[Start of Attachment]
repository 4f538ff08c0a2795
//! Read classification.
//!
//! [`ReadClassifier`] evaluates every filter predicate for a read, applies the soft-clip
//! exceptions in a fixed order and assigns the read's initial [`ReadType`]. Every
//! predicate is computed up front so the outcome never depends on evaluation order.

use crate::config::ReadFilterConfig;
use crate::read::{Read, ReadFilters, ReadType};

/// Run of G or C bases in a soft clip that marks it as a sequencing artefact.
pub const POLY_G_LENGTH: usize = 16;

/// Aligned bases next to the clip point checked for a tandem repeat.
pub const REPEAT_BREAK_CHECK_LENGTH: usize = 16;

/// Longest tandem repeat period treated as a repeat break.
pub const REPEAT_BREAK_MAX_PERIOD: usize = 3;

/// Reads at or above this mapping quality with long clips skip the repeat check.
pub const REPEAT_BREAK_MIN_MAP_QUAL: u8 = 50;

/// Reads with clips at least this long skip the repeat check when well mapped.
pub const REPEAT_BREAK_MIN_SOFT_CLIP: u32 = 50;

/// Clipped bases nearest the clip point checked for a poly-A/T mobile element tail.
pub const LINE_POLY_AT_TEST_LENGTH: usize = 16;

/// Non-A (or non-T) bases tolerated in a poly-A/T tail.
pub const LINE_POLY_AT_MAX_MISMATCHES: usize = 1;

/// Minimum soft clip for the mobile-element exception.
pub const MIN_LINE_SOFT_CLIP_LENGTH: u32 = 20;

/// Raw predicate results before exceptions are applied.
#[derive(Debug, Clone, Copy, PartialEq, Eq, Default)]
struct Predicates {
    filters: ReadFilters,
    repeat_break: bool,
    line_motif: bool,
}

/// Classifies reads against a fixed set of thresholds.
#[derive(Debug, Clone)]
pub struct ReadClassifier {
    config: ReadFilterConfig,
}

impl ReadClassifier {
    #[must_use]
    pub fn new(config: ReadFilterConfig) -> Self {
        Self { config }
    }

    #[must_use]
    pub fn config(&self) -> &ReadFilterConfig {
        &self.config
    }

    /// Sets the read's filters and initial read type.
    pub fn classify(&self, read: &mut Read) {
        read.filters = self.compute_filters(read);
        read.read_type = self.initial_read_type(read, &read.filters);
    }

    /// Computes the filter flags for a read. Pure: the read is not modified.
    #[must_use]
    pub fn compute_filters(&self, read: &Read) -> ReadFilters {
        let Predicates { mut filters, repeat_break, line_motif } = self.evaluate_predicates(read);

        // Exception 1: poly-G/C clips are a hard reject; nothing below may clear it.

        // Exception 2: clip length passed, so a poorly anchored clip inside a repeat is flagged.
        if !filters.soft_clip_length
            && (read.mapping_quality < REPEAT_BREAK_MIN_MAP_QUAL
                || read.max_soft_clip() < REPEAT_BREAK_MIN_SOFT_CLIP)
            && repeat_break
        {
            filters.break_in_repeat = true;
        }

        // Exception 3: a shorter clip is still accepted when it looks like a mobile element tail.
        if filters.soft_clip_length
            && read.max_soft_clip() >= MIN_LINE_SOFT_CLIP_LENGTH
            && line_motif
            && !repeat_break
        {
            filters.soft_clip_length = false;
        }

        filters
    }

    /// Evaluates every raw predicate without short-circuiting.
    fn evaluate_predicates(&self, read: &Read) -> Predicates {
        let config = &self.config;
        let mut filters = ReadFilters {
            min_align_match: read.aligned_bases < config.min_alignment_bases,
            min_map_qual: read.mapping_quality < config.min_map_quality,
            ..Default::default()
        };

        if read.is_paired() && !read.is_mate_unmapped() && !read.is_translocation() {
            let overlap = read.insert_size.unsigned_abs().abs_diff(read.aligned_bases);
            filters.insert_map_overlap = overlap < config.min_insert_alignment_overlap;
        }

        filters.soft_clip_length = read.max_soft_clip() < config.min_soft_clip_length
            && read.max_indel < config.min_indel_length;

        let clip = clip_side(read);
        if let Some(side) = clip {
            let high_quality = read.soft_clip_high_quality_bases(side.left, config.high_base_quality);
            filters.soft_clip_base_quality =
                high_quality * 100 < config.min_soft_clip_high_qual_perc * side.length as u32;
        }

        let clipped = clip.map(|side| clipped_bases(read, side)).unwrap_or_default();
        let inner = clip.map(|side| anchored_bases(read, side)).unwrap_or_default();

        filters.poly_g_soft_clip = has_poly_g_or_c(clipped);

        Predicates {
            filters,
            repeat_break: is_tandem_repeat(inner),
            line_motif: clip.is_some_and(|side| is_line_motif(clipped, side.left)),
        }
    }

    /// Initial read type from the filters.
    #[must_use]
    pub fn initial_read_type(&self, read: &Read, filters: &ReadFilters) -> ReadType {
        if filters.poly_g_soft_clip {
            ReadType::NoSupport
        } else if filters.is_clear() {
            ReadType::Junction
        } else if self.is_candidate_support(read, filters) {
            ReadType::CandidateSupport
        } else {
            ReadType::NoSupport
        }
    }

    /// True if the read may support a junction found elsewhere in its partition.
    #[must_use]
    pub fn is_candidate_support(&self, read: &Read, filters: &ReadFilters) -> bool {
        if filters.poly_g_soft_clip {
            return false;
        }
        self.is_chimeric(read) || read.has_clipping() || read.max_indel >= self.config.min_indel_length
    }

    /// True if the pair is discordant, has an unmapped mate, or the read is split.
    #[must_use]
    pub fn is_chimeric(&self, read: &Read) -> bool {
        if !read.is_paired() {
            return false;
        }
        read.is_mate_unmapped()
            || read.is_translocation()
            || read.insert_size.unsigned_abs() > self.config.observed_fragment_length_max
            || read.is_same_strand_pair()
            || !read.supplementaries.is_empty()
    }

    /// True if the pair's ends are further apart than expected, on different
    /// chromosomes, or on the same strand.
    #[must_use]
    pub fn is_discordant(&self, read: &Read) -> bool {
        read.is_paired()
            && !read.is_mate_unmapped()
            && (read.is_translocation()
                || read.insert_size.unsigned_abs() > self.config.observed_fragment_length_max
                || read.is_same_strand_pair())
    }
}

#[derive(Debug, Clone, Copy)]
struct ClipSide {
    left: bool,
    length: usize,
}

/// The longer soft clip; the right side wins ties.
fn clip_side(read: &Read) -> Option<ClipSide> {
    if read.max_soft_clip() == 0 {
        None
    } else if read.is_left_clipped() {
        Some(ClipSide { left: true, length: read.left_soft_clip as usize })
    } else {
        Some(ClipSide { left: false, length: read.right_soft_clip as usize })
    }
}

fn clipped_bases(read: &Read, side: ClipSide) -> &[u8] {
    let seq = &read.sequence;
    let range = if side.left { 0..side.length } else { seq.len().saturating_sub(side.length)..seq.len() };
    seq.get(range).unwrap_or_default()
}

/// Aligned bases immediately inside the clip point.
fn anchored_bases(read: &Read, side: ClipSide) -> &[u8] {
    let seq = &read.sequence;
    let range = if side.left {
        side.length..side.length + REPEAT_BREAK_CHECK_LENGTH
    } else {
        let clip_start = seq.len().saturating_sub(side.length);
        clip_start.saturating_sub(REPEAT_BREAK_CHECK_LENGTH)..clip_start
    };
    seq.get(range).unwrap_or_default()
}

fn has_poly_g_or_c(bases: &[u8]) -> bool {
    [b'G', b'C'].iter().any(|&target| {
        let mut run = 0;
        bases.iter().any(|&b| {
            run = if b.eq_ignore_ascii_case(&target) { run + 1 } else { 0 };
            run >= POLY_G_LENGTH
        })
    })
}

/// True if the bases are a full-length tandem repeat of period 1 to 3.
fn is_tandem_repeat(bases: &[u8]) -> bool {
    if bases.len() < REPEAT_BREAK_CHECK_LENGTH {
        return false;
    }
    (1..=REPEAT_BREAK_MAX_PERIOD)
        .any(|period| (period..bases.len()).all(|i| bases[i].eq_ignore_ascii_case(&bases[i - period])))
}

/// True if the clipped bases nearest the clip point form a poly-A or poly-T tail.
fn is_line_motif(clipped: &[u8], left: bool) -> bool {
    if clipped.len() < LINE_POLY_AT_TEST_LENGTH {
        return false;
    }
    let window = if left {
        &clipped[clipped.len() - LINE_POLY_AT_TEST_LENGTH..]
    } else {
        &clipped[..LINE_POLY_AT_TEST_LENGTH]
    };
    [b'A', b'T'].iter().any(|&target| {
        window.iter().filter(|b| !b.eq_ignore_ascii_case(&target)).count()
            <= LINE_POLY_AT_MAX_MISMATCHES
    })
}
[End of Attachment]
[Start of Attachment]
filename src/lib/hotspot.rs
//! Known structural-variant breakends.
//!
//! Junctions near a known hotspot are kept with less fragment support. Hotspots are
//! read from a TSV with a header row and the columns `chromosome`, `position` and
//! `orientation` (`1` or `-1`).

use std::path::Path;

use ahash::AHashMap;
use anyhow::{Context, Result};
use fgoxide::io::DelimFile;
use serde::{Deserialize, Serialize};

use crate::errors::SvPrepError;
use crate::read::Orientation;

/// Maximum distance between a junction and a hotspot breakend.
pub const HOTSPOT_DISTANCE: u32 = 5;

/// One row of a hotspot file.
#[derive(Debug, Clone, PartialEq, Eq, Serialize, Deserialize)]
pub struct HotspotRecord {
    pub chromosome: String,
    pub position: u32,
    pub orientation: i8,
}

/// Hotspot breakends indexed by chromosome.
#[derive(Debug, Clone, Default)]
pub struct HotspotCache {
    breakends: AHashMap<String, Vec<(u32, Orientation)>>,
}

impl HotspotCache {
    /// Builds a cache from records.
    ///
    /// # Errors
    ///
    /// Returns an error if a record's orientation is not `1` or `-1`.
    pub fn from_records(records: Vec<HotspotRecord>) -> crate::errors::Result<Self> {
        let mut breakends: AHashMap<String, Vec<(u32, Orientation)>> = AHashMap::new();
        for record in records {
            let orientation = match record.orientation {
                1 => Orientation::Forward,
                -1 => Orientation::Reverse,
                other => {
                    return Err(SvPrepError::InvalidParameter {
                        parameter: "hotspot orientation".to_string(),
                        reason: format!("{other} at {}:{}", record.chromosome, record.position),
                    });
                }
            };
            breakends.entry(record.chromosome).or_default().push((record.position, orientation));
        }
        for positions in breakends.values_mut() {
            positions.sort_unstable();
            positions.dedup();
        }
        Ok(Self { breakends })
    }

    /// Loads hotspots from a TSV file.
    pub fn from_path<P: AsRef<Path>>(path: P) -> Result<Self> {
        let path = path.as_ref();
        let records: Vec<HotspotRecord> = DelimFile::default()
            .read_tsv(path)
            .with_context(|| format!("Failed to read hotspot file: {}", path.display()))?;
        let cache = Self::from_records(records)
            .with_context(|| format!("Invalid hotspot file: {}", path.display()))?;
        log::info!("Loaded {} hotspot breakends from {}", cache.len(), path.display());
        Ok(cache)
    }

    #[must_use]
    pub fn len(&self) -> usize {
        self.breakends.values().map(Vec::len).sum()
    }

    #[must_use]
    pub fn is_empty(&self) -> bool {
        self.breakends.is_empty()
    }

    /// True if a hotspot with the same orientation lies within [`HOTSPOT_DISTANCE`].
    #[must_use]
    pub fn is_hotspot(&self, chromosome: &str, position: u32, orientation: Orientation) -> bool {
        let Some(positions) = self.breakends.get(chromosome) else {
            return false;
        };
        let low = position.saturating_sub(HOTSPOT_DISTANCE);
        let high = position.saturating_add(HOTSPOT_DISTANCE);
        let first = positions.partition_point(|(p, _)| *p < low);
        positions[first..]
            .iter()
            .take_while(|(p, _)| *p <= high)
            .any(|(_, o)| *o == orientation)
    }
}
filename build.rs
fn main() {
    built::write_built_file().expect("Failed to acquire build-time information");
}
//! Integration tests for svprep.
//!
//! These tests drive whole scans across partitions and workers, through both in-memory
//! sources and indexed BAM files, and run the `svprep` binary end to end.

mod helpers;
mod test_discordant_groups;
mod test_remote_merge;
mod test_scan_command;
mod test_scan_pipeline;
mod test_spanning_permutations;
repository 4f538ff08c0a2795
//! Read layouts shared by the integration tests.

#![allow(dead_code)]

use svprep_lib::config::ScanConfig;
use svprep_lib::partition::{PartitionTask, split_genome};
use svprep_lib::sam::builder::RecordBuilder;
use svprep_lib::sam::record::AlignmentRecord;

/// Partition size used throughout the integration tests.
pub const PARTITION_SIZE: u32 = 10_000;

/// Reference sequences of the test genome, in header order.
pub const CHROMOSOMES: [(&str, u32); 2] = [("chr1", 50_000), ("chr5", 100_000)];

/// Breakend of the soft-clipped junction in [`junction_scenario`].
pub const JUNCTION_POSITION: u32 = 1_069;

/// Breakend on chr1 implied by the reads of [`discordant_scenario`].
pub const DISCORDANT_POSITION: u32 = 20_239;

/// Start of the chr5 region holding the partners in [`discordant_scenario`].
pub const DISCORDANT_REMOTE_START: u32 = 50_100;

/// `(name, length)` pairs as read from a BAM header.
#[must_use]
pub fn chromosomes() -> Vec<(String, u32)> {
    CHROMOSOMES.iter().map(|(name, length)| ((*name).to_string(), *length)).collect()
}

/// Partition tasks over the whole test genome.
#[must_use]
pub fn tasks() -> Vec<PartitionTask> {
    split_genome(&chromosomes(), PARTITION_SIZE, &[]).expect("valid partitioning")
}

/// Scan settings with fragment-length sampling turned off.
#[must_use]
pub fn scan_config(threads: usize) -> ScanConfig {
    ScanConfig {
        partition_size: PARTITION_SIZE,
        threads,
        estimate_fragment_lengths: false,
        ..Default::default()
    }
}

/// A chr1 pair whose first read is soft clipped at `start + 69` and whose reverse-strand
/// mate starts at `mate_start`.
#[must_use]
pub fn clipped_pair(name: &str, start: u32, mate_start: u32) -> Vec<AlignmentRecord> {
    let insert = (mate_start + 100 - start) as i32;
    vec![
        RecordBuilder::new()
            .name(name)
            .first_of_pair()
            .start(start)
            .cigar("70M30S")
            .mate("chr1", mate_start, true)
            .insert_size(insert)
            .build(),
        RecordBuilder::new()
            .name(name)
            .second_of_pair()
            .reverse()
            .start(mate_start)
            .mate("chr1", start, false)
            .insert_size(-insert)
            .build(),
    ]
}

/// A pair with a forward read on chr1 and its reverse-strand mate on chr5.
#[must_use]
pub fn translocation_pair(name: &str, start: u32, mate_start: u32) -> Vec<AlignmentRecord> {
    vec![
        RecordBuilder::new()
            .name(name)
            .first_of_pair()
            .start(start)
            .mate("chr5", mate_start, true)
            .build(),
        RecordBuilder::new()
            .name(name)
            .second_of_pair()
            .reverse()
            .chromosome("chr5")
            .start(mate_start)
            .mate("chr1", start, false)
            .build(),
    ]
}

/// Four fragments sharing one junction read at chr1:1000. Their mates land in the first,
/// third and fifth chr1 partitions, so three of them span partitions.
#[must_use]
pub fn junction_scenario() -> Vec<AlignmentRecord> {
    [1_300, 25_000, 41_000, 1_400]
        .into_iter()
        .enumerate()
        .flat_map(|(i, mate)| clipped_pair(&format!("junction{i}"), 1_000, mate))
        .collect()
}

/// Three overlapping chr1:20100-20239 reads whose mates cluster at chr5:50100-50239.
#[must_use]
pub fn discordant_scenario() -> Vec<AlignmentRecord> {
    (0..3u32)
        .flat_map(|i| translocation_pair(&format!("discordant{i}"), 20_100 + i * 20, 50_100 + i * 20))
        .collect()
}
[End of Attachment]
§ **PROBLEM DETAILS**:
Copy the records above exactly, beginning at the line that contains "use ahash::AHashMap;" and stopping after the line that contains "pub const HOTSPOT_DISTANCE: u32 = 5;".

§ **YOUR SOLUTION**:
use ahash::AHashMap;
use anyhow::{Context, Result};
use fgoxide::io::DelimFile;
use serde::{Deserialize, Serialize};

use crate::errors::SvPrepError;
use crate::read::Orientation;

/// Maximum distance between a junction and a hotspot breakend.
pub const HOTSPOT_DISTANCE: u32 = 5;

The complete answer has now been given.